Exeter Chiefs are to end their Native American-themed branding this summer.
The club had been criticised for continued use of Native American imagery and announced last year they were reviewing their branding.
Exeter will keep their 'Chiefs' nickname but will now use imagery from the Celtic Iron Age Dumnonii Tribe.
"We are excited to welcome in the next era of rugby within Exeter," said chairman and chief executive Tony Rowe in a statement.
"Exeter has and always will be the most important term in our overall identity. The term Chiefs, however, is equally entrenched in our make-up, going back to over a century ago when teams in this region would regularly call their first teams that of the Chiefs," Rowe added.
"As a rugby club we have been willing to listen, we have consulted far and wide, and now we are ready to invoke change."
'Dehumanising stereotypes'
A number of clubs have asked visiting Exeter fans not to wear Native American-themed headdresses to their away matches this season after criticism of the club's branding by the National Congress of American Indians (NCAI).
In October Dante Desiderio, the NCAI's chief executive, said: "Native 'themed' mascot imagery and the dehumanising stereotypes it perpetuates must go."

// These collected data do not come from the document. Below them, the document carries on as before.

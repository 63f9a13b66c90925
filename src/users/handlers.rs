use axum::{
    extract::{rejection::JsonRejection, State},
    http::{header, StatusCode},
    response::IntoResponse,
    routing::{get, post},
    Json, Router,
};
use tracing::{info, instrument, warn};

use crate::{
    errors::ApiError,
    profile::{get_profile, Profile},
    sessions::{
        extractors::{expired_session_cookie, session_cookie},
        CurrentSession, Session,
    },
    state::AppState,
    users::{
        dto::{LoginRequest, LoginResponse},
        repo_types::User,
    },
};

pub fn user_routes() -> Router<AppState> {
    Router::new()
        .route("/login", post(login))
        .route("/logout", post(logout))
        .route("/me", get(me))
}

#[instrument(skip(state, payload))]
pub async fn login(
    State(state): State<AppState>,
    payload: Result<Json<LoginRequest>, JsonRejection>,
) -> Result<impl IntoResponse, ApiError> {
    let Json(payload) = payload?;
    let user = User::find(
        state.store.as_ref(),
        state.config.password_scheme,
        &payload.username,
        &payload.password,
    )
    .await?
    .ok_or_else(|| {
        warn!(username = %payload.username, "login rejected");
        ApiError::NotFound("User not found or incorrect password".into())
    })?;

    let user_id = user.id;
    let profile = get_profile(state.store.as_ref(), &user_id.to_string()).await?;
    let token = state.sessions.insert(Session::new(user)).await;

    info!(%user_id, "user logged in");
    Ok((
        [(header::SET_COOKIE, session_cookie(token))],
        Json(LoginResponse {
            message: "Authentication successful".into(),
            user: profile,
        }),
    ))
}

#[instrument(skip(state, current))]
pub async fn logout(State(state): State<AppState>, current: CurrentSession) -> impl IntoResponse {
    state.sessions.remove(current.token).await;
    info!(user_id = %current.session.user.id, since = %current.session.created_at, "user logged out");
    (
        StatusCode::NO_CONTENT,
        [(header::SET_COOKIE, expired_session_cookie())],
    )
}

#[instrument(skip(state, current))]
pub async fn me(
    State(state): State<AppState>,
    current: CurrentSession,
) -> Result<Json<Profile>, ApiError> {
    let profile = get_profile(state.store.as_ref(), &current.session.user.id.to_string()).await?;
    Ok(Json(profile))
}
use std::{
    fmt,
    str::FromStr,
    sync::atomic::{AtomicU32, Ordering},
};

use lazy_static::lazy_static;
use rand::{rngs::OsRng, Rng, RngCore};
use regex::Regex;
use serde::{de, Deserialize, Deserializer, Serialize, Serializer};
use thiserror::Error;
use time::OffsetDateTime;

lazy_static! {
    static ref OBJECT_ID_RE: Regex = Regex::new(r"^[0-9a-fA-F]{24}$").unwrap();
    // 5 bytes fixed for the lifetime of the process
    static ref PROCESS_UNIQUE: [u8; 5] = {
        let mut bytes = [0u8; 5];
        OsRng.fill_bytes(&mut bytes);
        bytes
    };
    static ref COUNTER: AtomicU32 = AtomicU32::new(OsRng.gen_range(0..0x00ff_ffff));
}

#[derive(Debug, Error, PartialEq, Eq)]
#[error("`{0}` is not a 24 character hex identifier")]
pub struct InvalidObjectId(pub String);

/// Store-assigned document identifier: 12 bytes rendered as 24 hex characters.
///
/// Layout: 4-byte big-endian unix seconds, 5 bytes of per-process randomness,
/// 3-byte big-endian counter.
#[derive(Debug, Clone, Copy, PartialEq, Eq, Hash, PartialOrd, Ord)]
pub struct ObjectId([u8; 12]);

impl ObjectId {
    pub fn new() -> Self {
        let secs = OffsetDateTime::now_utc().unix_timestamp() as u32;
        let count = COUNTER.fetch_add(1, Ordering::Relaxed) & 0x00ff_ffff;

        let mut bytes = [0u8; 12];
        bytes[..4].copy_from_slice(&secs.to_be_bytes());
        bytes[4..9].copy_from_slice(&*PROCESS_UNIQUE);
        bytes[9..].copy_from_slice(&count.to_be_bytes()[1..]);
        Self(bytes)
    }

    pub fn is_valid(candidate: &str) -> bool {
        OBJECT_ID_RE.is_match(candidate)
    }
}

impl Default for ObjectId {
    fn default() -> Self {
        Self::new()
    }
}

impl FromStr for ObjectId {
    type Err = InvalidObjectId;

    fn from_str(s: &str) -> Result<Self, Self::Err> {
        if !Self::is_valid(s) {
            return Err(InvalidObjectId(s.to_string()));
        }
        let mut bytes = [0u8; 12];
        for (i, byte) in bytes.iter_mut().enumerate() {
            *byte = u8::from_str_radix(&s[i * 2..i * 2 + 2], 16)
                .map_err(|_| InvalidObjectId(s.to_string()))?;
        }
        Ok(Self(bytes))
    }
}

impl fmt::Display for ObjectId {
    fn fmt(&self, f: &mut fmt::Formatter<'_>) -> fmt::Result {
        for byte in self.0 {
            write!(f, "{:02x}", byte)?;
        }
        Ok(())
    }
}

impl Serialize for ObjectId {
    fn serialize<S: Serializer>(&self, serializer: S) -> Result<S::Ok, S::Error> {
        serializer.collect_str(self)
    }
}

impl<'de> Deserialize<'de> for ObjectId {
    fn deserialize<D: Deserializer<'de>>(deserializer: D) -> Result<Self, D::Error> {
        let raw = String::deserialize(deserializer)?;
        raw.parse().map_err(de::Error::custom)
    }
}

#[cfg(test)]
mod tests {
    use super::*;

    #[test]
    fn generated_ids_are_valid_and_distinct() {
        let a = ObjectId::new();
        let b = ObjectId::new();
        assert_ne!(a, b);
        assert!(ObjectId::is_valid(&a.to_string()));
        assert_eq!(a.to_string().len(), 24);
    }

    #[test]
    fn parses_mixed_case_hex() {
        let id: ObjectId = "507F1F77bcf86cd799439011".parse().expect("valid id");
        assert_eq!(id.to_string(), "507f1f77bcf86cd799439011");
        assert_eq!(id.0[..4], [0x50, 0x7f, 0x1f, 0x77]);
    }

    #[test]
    fn rejects_malformed_ids() {
        for bad in ["", "abc", "507f1f77bcf86cd79943901", "507f1f77bcf86cd79943901z", "507f1f77bcf86cd7994390111"] {
            assert_eq!(
                bad.parse::<ObjectId>().unwrap_err(),
                InvalidObjectId(bad.to_string())
            );
        }
    }

    #[test]
    fn serializes_as_hex_string() {
        let id: ObjectId = "507f1f77bcf86cd799439011".parse().unwrap();
        let json = serde_json::to_string(&id).unwrap();
        assert_eq!(json, "\"507f1f77bcf86cd799439011\"");
        let back: ObjectId = serde_json::from_str(&json).unwrap();
        assert_eq!(back, id);
    }
}
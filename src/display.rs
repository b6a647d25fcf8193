use core::fmt;

use tracing::warn;

use crate::token::{bit_location, TokenError};
use crate::{Instruction, Operand, Token};

/// how `Direct` operands are written in a listing.
#[derive(Copy, Clone, Debug, Hash, PartialEq, Eq)]
pub enum NumberBase {
    /// `129`
    Decimal,
    /// `0x81`
    Hex,
}

impl Default for NumberBase {
    fn default() -> Self {
        NumberBase::Decimal
    }
}

/// listing layout options.
#[derive(Copy, Clone, Debug, Hash, PartialEq, Eq)]
pub struct ListingOptions {
    pub direct_base: NumberBase,
    /// address and mnemonic columns are left-justified to this many characters.
    pub column_width: usize,
}

impl Default for ListingOptions {
    fn default() -> Self {
        ListingOptions {
            direct_base: NumberBase::default(),
            column_width: 8,
        }
    }
}

#[derive(Copy, Clone, Debug, PartialEq, Eq, thiserror::Error)]
#[error("cannot render token {index}")]
pub struct RenderError {
    /// position of the offending token in the rendered sequence.
    pub index: usize,
    #[source]
    pub cause: TokenError,
}

/// rendered listing text, and every token that could not be rendered faithfully.
///
/// a token that fails to render is written in place as a visible `<bad ...>` marker, so one bad
/// operand costs only its own text rather than the rest of the listing.
#[derive(Clone, Debug, Default, PartialEq, Eq)]
pub struct Listing {
    pub text: String,
    /// render failures, in token order.
    pub errors: Vec<RenderError>,
}

impl Listing {
    /// `true` if every token rendered by its normal rule.
    pub fn is_complete(&self) -> bool {
        self.errors.is_empty()
    }
}

impl fmt::Display for Listing {
    fn fmt(&self, f: &mut fmt::Formatter) -> fmt::Result {
        f.write_str(&self.text)
    }
}

/// render `tokens` as a listing with default [`ListingOptions`].
pub fn render(tokens: &[Token]) -> Listing {
    render_with(tokens, &ListingOptions::default())
}

/// render `tokens` as a listing.
///
/// addresses and mnemonics are padded to `options.column_width`, adjacent operands are joined
/// with `", "`, and everything else is written as-is. tokens that cannot be rendered are
/// reported in [`Listing::errors`] and marked in the text; the rest of the listing is unaffected.
pub fn render_with(tokens: &[Token], options: &ListingOptions) -> Listing {
    let mut listing = Listing::default();
    let mut previous: Option<&Token> = None;

    for (index, token) in tokens.iter().enumerate() {
        let text = match token.render(options) {
            Ok(text) => text,
            Err(cause) => {
                warn!(index, error = %cause, "token rendered as a marker");
                listing.errors.push(RenderError { index, cause });
                cause.marker()
            }
        };
        match token {
            Token::Address(_) | Token::Opcode(_) => {
                listing.text.push_str(&format!("{:<width$}", text, width = options.column_width));
            }
            _ => {
                if token.is_operand() && previous.map_or(false, Token::is_operand) {
                    listing.text.push_str(", ");
                }
                listing.text.push_str(&text);
            }
        }
        previous = Some(token);
    }

    listing
}

impl fmt::Display for Instruction {
    fn fmt(&self, f: &mut fmt::Formatter) -> fmt::Result {
        f.write_str(self.mnemonic)?;
        for i in 0..self.operand_count() {
            if i == 0 {
                f.write_str(" ")?;
            } else {
                f.write_str(", ")?;
            }
            write!(f, "{}", self.operands[i as usize])?;
        }
        Ok(())
    }
}

impl fmt::Debug for Operand {
    fn fmt(&self, f: &mut fmt::Formatter) -> fmt::Result {
        <Operand as fmt::Display>::fmt(self, f)
    }
}

// same text as the listing with default options, including the `<bad bit ..>` marker for sfr bit
// addresses (`0x80` and up); a `Display` impl has no way to report the error itself.
impl fmt::Display for Operand {
    fn fmt(&self, f: &mut fmt::Formatter) -> fmt::Result {
        use crate::Operand::*;
        match self {
            Nothing => f.write_str("BUG"),
            Accumulator => f.write_str("a"),
            Register(r) => write!(f, "r{}", r),
            Direct(addr) => write!(f, "{}", addr),
            Indirect(r) => write!(f, "@r{}", r),
            Bit(bit) => match bit_location(*bit) {
                Some((byte, index)) => write!(f, "{}.{}", byte, index),
                None => f.write_str(&TokenError::BitOutOfRange(*bit).marker()),
            },
            Offset(offset) => write!(f, "{}", offset),
            Immediate(value) => write!(f, "#{}", value),
            Addr11(addr) |
            Addr16(addr) => write!(f, "{:04x}", addr),
        }
    }
}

The club first received criticism over its branding - which as well as a Native American on the club's crest, also includes places such as the 'Wigwam Bar' and 'Campfire Grill' in their home ground at Sandy Park - in 2020 following a petition by some fans.
At the time Exeter decided to drop their mascot 'Big Chief' but retain the rest of their branding.

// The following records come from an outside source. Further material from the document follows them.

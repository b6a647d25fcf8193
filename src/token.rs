//! lexical units of a decoded byte stream.

use crate::display::{ListingOptions, NumberBase};

/// one unit of disassembly output.
///
/// a decoded instruction is `Address, Opcode, <operands>.., EndOfInstruction`. bytes that could
/// not be decoded are `Address, RawByte..`, see [`crate::Disassembler`].
#[derive(Copy, Clone, Debug, Hash, PartialEq, Eq)]
pub enum Token {
    /// program counter at the first byte of the instruction.
    Address(u32),
    /// the instruction's mnemonic.
    Opcode(&'static str),
    Register(u8),
    /// the accumulator sfr, `a`.
    Accumulator,
    Direct(u8),
    Indirect(u8),
    Bit(u8),
    Offset(u8),
    Immediate(u8),
    Addr11(u16),
    Addr16(u16),
    /// a byte that was read but is not part of any decoded instruction.
    RawByte(u8),
    EndOfInstruction,
}

/// how a token participates in listing layout.
#[derive(Copy, Clone, Debug, Hash, PartialEq, Eq)]
pub enum TokenClass {
    /// instruction operands: runs of these are separated by `, `.
    Operand,
    /// structure of the listing rather than content of an instruction.
    Helper,
    Plain,
}

#[derive(Copy, Clone, Debug, PartialEq, Eq, thiserror::Error)]
pub enum TokenError {
    /// bit addresses `0x00..0x80` are the bits of ram bytes `0x20..0x30`. higher bit addresses
    /// belong to sfrs and have no `byte.bit` form here.
    #[error("bit address {0:#04x} is outside the bit-addressable ram")]
    BitOutOfRange(u8),
}

impl TokenError {
    /// the text written in a listing in place of the token that failed.
    pub fn marker(&self) -> String {
        match self {
            TokenError::BitOutOfRange(bit) => format!("<bad bit {:#04x}>", bit),
        }
    }
}

impl Token {
    pub fn class(&self) -> TokenClass {
        match self {
            Token::Address(_) |
            Token::EndOfInstruction => TokenClass::Helper,
            Token::Opcode(_) |
            Token::RawByte(_) => TokenClass::Plain,
            Token::Register(_) |
            Token::Accumulator |
            Token::Direct(_) |
            Token::Indirect(_) |
            Token::Bit(_) |
            Token::Offset(_) |
            Token::Immediate(_) |
            Token::Addr11(_) |
            Token::Addr16(_) => TokenClass::Operand,
        }
    }

    pub fn is_operand(&self) -> bool {
        self.class() == TokenClass::Operand
    }

    pub fn is_helper(&self) -> bool {
        self.class() == TokenClass::Helper
    }

    /// the name of this token's kind.
    pub fn terminal(&self) -> &'static str {
        match self {
            Token::Address(_) => "address",
            Token::Opcode(_) => "opcode",
            Token::Register(_) => "register",
            Token::Accumulator => "sfr",
            Token::Direct(_) => "direct",
            Token::Indirect(_) => "indirect",
            Token::Bit(_) => "bit",
            Token::Offset(_) => "offset",
            Token::Immediate(_) => "immediate",
            Token::Addr11(_) => "addr11",
            Token::Addr16(_) => "addr16",
            Token::RawByte(_) => "raw_byte",
            Token::EndOfInstruction => "eoi",
        }
    }

    /// the text of this token on its own, without column padding or separators.
    pub fn render(&self, options: &ListingOptions) -> Result<String, TokenError> {
        let text = match *self {
            Token::Address(addr) => format!("{:04x}", addr),
            Token::Opcode(mnemonic) => mnemonic.to_owned(),
            Token::Register(r) => format!("r{}", r),
            Token::Accumulator => "a".to_owned(),
            Token::Direct(addr) => match options.direct_base {
                NumberBase::Decimal => format!("{}", addr),
                NumberBase::Hex => format!("{:#04x}", addr),
            },
            Token::Indirect(r) => format!("@r{}", r),
            Token::Bit(bit) => {
                let (byte, index) = bit_location(bit).ok_or(TokenError::BitOutOfRange(bit))?;
                format!("{}.{}", byte, index)
            }
            Token::Offset(offset) => format!("{}", offset),
            Token::Immediate(value) => format!("#{}", value),
            Token::Addr11(addr) |
            Token::Addr16(addr) => format!("{:04x}", addr),
            Token::RawByte(byte) => format!("{:#04x}", byte),
            Token::EndOfInstruction => "\n".to_owned(),
        };
        Ok(text)
    }
}

/// the ram byte and bit index a bit address refers to, if it is in the bit-addressable area.
pub(crate) fn bit_location(bit: u8) -> Option<(u8, u8)> {
    if bit < 0x80 {
        Some((0x20 + bit / 8, bit % 8))
    } else {
        None
    }
}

In the United States, Washington's American football team dropped their controversial Redskins name and logo, while Cleveland's baseball team changed its name from the Indians to the Guardians.
Exeter's new imagery comes from the Dumnonii tribe, which the club say was based in Devon, Cornwall and parts of Somerset for "many hundreds of years before the Roman occupation from AD43".
At that time, Exeter say, historians believe people were "living in small kingdoms known as 'chiefdoms' which were ruled by high chieftains", thus providing a link to keep the term 'Chiefs'.